What Are Living Benefits for Life Insurance?
Many people buy life insurance to financially support their loved ones after their death. But some policies allow you to get payments while you're still alive. If your policy comes with a living benefits rider or a cash value component, you may be able to tap into your policy now. Here's how it works.
What Are Living Benefits of Life Insurance?
Living benefits are features of life insurance policies that provide financial support while you're still alive. The type of payment you can receive depends on the type of life insurance you buy and the details of your specific policy.
- Policy riders: An insurance rider, also known as an endorsement, allows you to customize your policy for your specific needs. Accelerated death benefit riders allow you to receive a portion of your benefit in certain situations, like if you're diagnosed with a serious illness and need long-term care. Insurers may offer these riders on permanent or term life insurance policies.

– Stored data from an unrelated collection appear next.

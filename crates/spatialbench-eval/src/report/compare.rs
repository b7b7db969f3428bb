//! Cross-model comparison of batch results
//!
//! Expects one sub-directory per model, each holding a `batch_results.json`.
//! Older result files that are a bare list of records are accepted too.

use std::collections::BTreeMap;
use std::path::{Path, PathBuf};

use anyhow::{Context, Result};
use serde::{Deserialize, Serialize};
use serde_json::Value;

use crate::batch::SUMMARY_FILE;
use crate::summary::percentage;

/// Comparison report file written into the results directory
pub const COMPARISON_FILE: &str = "comparison_summary.json";

/// Headline numbers of one model
#[derive(Debug, Clone, PartialEq, Serialize, Deserialize)]
pub struct ModelStats {
    pub total_evals: usize,
    pub passed: usize,
    pub failed: usize,
    pub pass_rate: f64,
    pub avg_duration_s: f64,
    pub total_duration_s: f64,
}

/// An eval on which models reached different outcomes
#[derive(Debug, Clone, PartialEq, Serialize, Deserialize)]
pub struct Disagreement {
    pub eval: String,
    pub outcomes: BTreeMap<String, Option<bool>>,
}

/// Comparison across models
#[derive(Debug, Clone, PartialEq, Default, Serialize, Deserialize)]
pub struct ModelComparison {
    pub models: BTreeMap<String, ModelStats>,
    pub disagreements: Vec<Disagreement>,
}

impl ModelComparison {
    /// Load every `<dir>/<model>/batch_results.json`
    pub fn load(results_dir: impl AsRef<Path>) -> Result<Self> {
        let results_dir = results_dir.as_ref();
        let entries = std::fs::read_dir(results_dir)
            .with_context(|| format!("Failed to read results directory: {:?}", results_dir))?;

        let mut loaded = BTreeMap::new();
        for entry in entries.filter_map(|e| e.ok()) {
            let model_dir = entry.path();
            if !model_dir.is_dir() {
                continue;
            }
            let file = model_dir.join(SUMMARY_FILE);
            if !file.exists() {
                continue;
            }
            let model = entry.file_name().to_string_lossy().to_string();
            match read_value(&file) {
                Ok(value) => {
                    loaded.insert(model, value);
                }
                Err(e) => tracing::warn!("Failed to load {:?}: {}", file, e),
            }
        }

        Ok(Self::from_summaries(&loaded))
    }

    /// Build a comparison from raw summary documents keyed by model
    pub fn from_summaries(summaries: &BTreeMap<String, Value>) -> Self {
        let mut models = BTreeMap::new();
        let mut outcomes: BTreeMap<String, BTreeMap<String, Option<bool>>> = BTreeMap::new();

        for (model, document) in summaries {
            let (metadata, results) = split_document(document);

            let passed_count = results
                .iter()
                .filter(|r| r.get("passed").and_then(Value::as_bool) == Some(true))
                .count();
            let failed_count = results
                .iter()
                .filter(|r| r.get("passed").and_then(Value::as_bool) == Some(false))
                .count();

            let total = count(metadata, "total_evals").unwrap_or(results.len());
            let passed = count(metadata, "passed").unwrap_or(passed_count);
            let stats = ModelStats {
                total_evals: total,
                passed,
                failed: count(metadata, "failed").unwrap_or(failed_count),
                pass_rate: number(metadata, "pass_rate").unwrap_or_else(|| percentage(passed, total)),
                avg_duration_s: number(metadata, "avg_duration_s").unwrap_or(0.0),
                total_duration_s: number(metadata, "total_duration_s").unwrap_or(0.0),
            };
            models.insert(model.clone(), stats);

            for result in results {
                let eval = ["eval", "eval_id", "test_id"]
                    .iter()
                    .find_map(|key| result.get(*key).and_then(Value::as_str));
                if let Some(eval) = eval {
                    outcomes
                        .entry(eval.to_string())
                        .or_default()
                        .insert(model.clone(), result.get("passed").and_then(Value::as_bool));
                }
            }
        }

        let disagreements = outcomes
            .into_iter()
            .filter(|(_, by_model)| {
                let mut values = by_model.values();
                values
                    .next()
                    .is_some_and(|first| values.any(|other| other != first))
            })
            .map(|(eval, outcomes)| Disagreement { eval, outcomes })
            .collect();

        Self {
            models,
            disagreements,
        }
    }

    /// Write `comparison_summary.json` into `results_dir`
    pub fn write(&self, results_dir: impl AsRef<Path>) -> Result<PathBuf> {
        let path = results_dir.as_ref().join(COMPARISON_FILE);
        let json = serde_json::to_string_pretty(self)?;
        std::fs::write(&path, json)
            .with_context(|| format!("Failed to write comparison report: {:?}", path))?;
        Ok(path)
    }

    /// Summary table plus the disagreement listing
    pub fn render(&self) -> String {
        let mut output = String::new();
        output.push_str(&format!("\n{:=<100}\n", ""));
        output.push_str("MODEL COMPARISON SUMMARY\n");
        output.push_str(&format!("{:=<100}\n\n", ""));
        output.push_str(&format!(
            "{:<20}  {:<8}  {:<8}  {:<8}  {:<12}  {:<12}  {:<12}\n",
            "Model", "Total", "Passed", "Failed", "Pass Rate", "Avg Time", "Total Time"
        ));
        output.push_str(&format!("{:-<100}\n", ""));

        for (model, stats) in &self.models {
            output.push_str(&format!(
                "{:<20}  {:<8}  {:<8}  {:<8}  {:<12}  {:<12}  {:<12}\n",
                model,
                stats.total_evals,
                stats.passed,
                stats.failed,
                format!("{:.1}%", stats.pass_rate),
                format!("{:.1}s", stats.avg_duration_s),
                format!("{:.1}m", stats.total_duration_s / 60.0)
            ));
        }
        output.push('\n');

        output.push_str(&format!("{:=<100}\n", ""));
        if self.disagreements.is_empty() {
            output.push_str("No disagreements found - all models agree on all evaluations\n");
            output.push_str(&format!("{:=<100}\n", ""));
            return output;
        }

        output.push_str("EVALUATIONS WITH DISAGREEMENTS\n");
        output.push_str(&format!("{:=<100}\n\n", ""));
        for disagreement in &self.disagreements {
            output.push_str(&format!("  {}\n", disagreement.eval));
            for (model, passed) in &disagreement.outcomes {
                let status = match passed {
                    Some(true) => "✓ PASSED",
                    Some(false) => "✗ FAILED",
                    None => "? NULL",
                };
                output.push_str(&format!("    {}: {}\n", model, status));
            }
            output.push('\n');
        }
        output
    }
}

fn read_value(path: &Path) -> Result<Value> {
    let content = std::fs::read_to_string(path)?;
    Ok(serde_json::from_str(&content)?)
}

/// `(metadata, results)` of a summary document or a bare record list
fn split_document(document: &Value) -> (Option<&Value>, &[Value]) {
    match document {
        Value::Array(results) => (None, results.as_slice()),
        Value::Object(map) => (
            map.get("metadata"),
            map.get("results")
                .and_then(Value::as_array)
                .map(|r| r.as_slice())
                .unwrap_or(&[]),
        ),
        _ => (None, &[]),
    }
}

fn count(metadata: Option<&Value>, key: &str) -> Option<usize> {
    metadata?.get(key)?.as_u64().map(|n| n as usize)
}

fn number(metadata: Option<&Value>, key: &str) -> Option<f64> {
    metadata?.get(key)?.as_f64()
}
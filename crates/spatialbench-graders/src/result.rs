//! Uniform grader result record

use std::collections::BTreeMap;

use serde::{Deserialize, Serialize};
use serde_json::Value;

use crate::AgentAnswer;

/// Flat, key-sorted diagnostics produced by a grader
pub type Metrics = BTreeMap<String, Value>;

/// Outcome of grading one agent answer
#[derive(Debug, Clone, PartialEq, Serialize, Deserialize)]
pub struct GraderResult {
    /// `Some(true|false)` when grading ran, `None` when the answer was not graded
    pub passed: Option<bool>,

    /// Per-field / per-item diagnostics. Only fields that were computed are present.
    #[serde(default)]
    pub metrics: Metrics,

    /// Human-readable check listing
    pub reasoning: String,

    /// The raw answer that was graded
    #[serde(default)]
    pub agent_answer: Option<Value>,
}

impl GraderResult {
    /// Create a graded result
    pub fn graded(
        passed: bool,
        metrics: Metrics,
        reasoning: impl Into<String>,
        answer: &AgentAnswer,
    ) -> Self {
        Self {
            passed: Some(passed),
            metrics,
            reasoning: reasoning.into(),
            agent_answer: Some(Value::Object(answer.clone())),
        }
    }

    /// Failing result for an answer that lacks a required field
    pub fn missing_field(field: &str, answer: &AgentAnswer) -> Self {
        Self::graded(
            false,
            Metrics::new(),
            format!("Agent answer missing required field: {}", field),
            answer,
        )
    }

    /// Failing result with an explanation and no diagnostics
    pub fn rejected(reasoning: impl Into<String>, answer: Option<&AgentAnswer>) -> Self {
        Self {
            passed: Some(false),
            metrics: Metrics::new(),
            reasoning: reasoning.into(),
            agent_answer: answer.map(|a| Value::Object(a.clone())),
        }
    }

    /// Result for an answer that could not be graded at all
    pub fn ungraded(reasoning: impl Into<String>, answer: Option<&AgentAnswer>) -> Self {
        Self {
            passed: None,
            metrics: Metrics::new(),
            reasoning: reasoning.into(),
            agent_answer: answer.map(|a| Value::Object(a.clone())),
        }
    }

    /// Failing result for a grader that broke on the answer's shape
    pub fn grader_error(message: &str, answer: &AgentAnswer) -> Self {
        let mut metrics = Metrics::new();
        metrics.insert("grader_error".to_string(), Value::from(message));
        Self {
            passed: Some(false),
            metrics,
            reasoning: format!(
                "Grader failed due to malformed agent output: {}",
                message
            ),
            agent_answer: Some(Value::Object(answer.clone())),
        }
    }

    /// Whether grading ran and passed
    pub fn is_pass(&self) -> bool {
        self.passed == Some(true)
    }

    /// Numeric metric lookup
    pub fn metric_f64(&self, key: &str) -> Option<f64> {
        self.metrics.get(key).and_then(Value::as_f64)
    }

    /// Boolean metric lookup
    pub fn metric_bool(&self, key: &str) -> Option<bool> {
        self.metrics.get(key).and_then(Value::as_bool)
    }
}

- Cash value component: Permanent life insurance policies include a savings component called cash value, which grows over time and is separate from the death benefit. You can access the cash value through loans or withdrawals while you're alive. While it's not a living benefit, it can function like one.
Learn more: Can I Withdraw Money From My Life Insurance?
Types of Living Benefits Riders
The selection of living benefits riders may vary with each insurer, but here are the most common types:
Terminal Illness Rider
The terminal illness rider provides an accelerated death benefit if you're diagnosed with a qualifying terminal illness that significantly shortens your life expectancy. You can use the money for anything you want, whether it's for long-term medical care costs or travel expenses. Using the rider will reduce the money your loved ones receive after you die.
These riders may be automatically included on term and permanent life insurance policies. If the rider is a standard feature, it won't increase the cost of the policy.
Chronic Illness Rider
A chronic illness rider allows you to get some of your death benefits while still living if you're diagnosed with a chronic illness. Insurers typically define a chronic illness as a permanent condition that prevents you from performing basic daily living functions, such as eating and using the toilet. You can use your accelerated death benefit for anything, but tapping the policy while you're alive will reduce the payout for your loved ones after you die.
These riders are sometimes included in life insurance policies at no additional cost.
Critical Illness Rider
A critical illness rider allows you to tap your death benefits while you're alive if you're diagnosed with a specified life-threatening illness or medical need. For example, you may be able to use the rider if you have a stroke, heart attack, cancer or major organ transplant. Insurers typically allow you to make up to one critical illness claim per year and per qualifying condition.
Long-Term Care Rider
A long-term care (LTC) rider accelerates your death benefit to cover long-term care costs while you're alive. You can access a set portion of your death benefit, such as 50%, and it will reduce the final payout your beneficiaries receive after your death.
Learn more: Reasons to Buy Life Insurance Now
Cash Value as a Living Benefit
A permanent life insurance policy may offer the riders mentioned above, but it also has a component called a cash value account, which can act as a living benefit.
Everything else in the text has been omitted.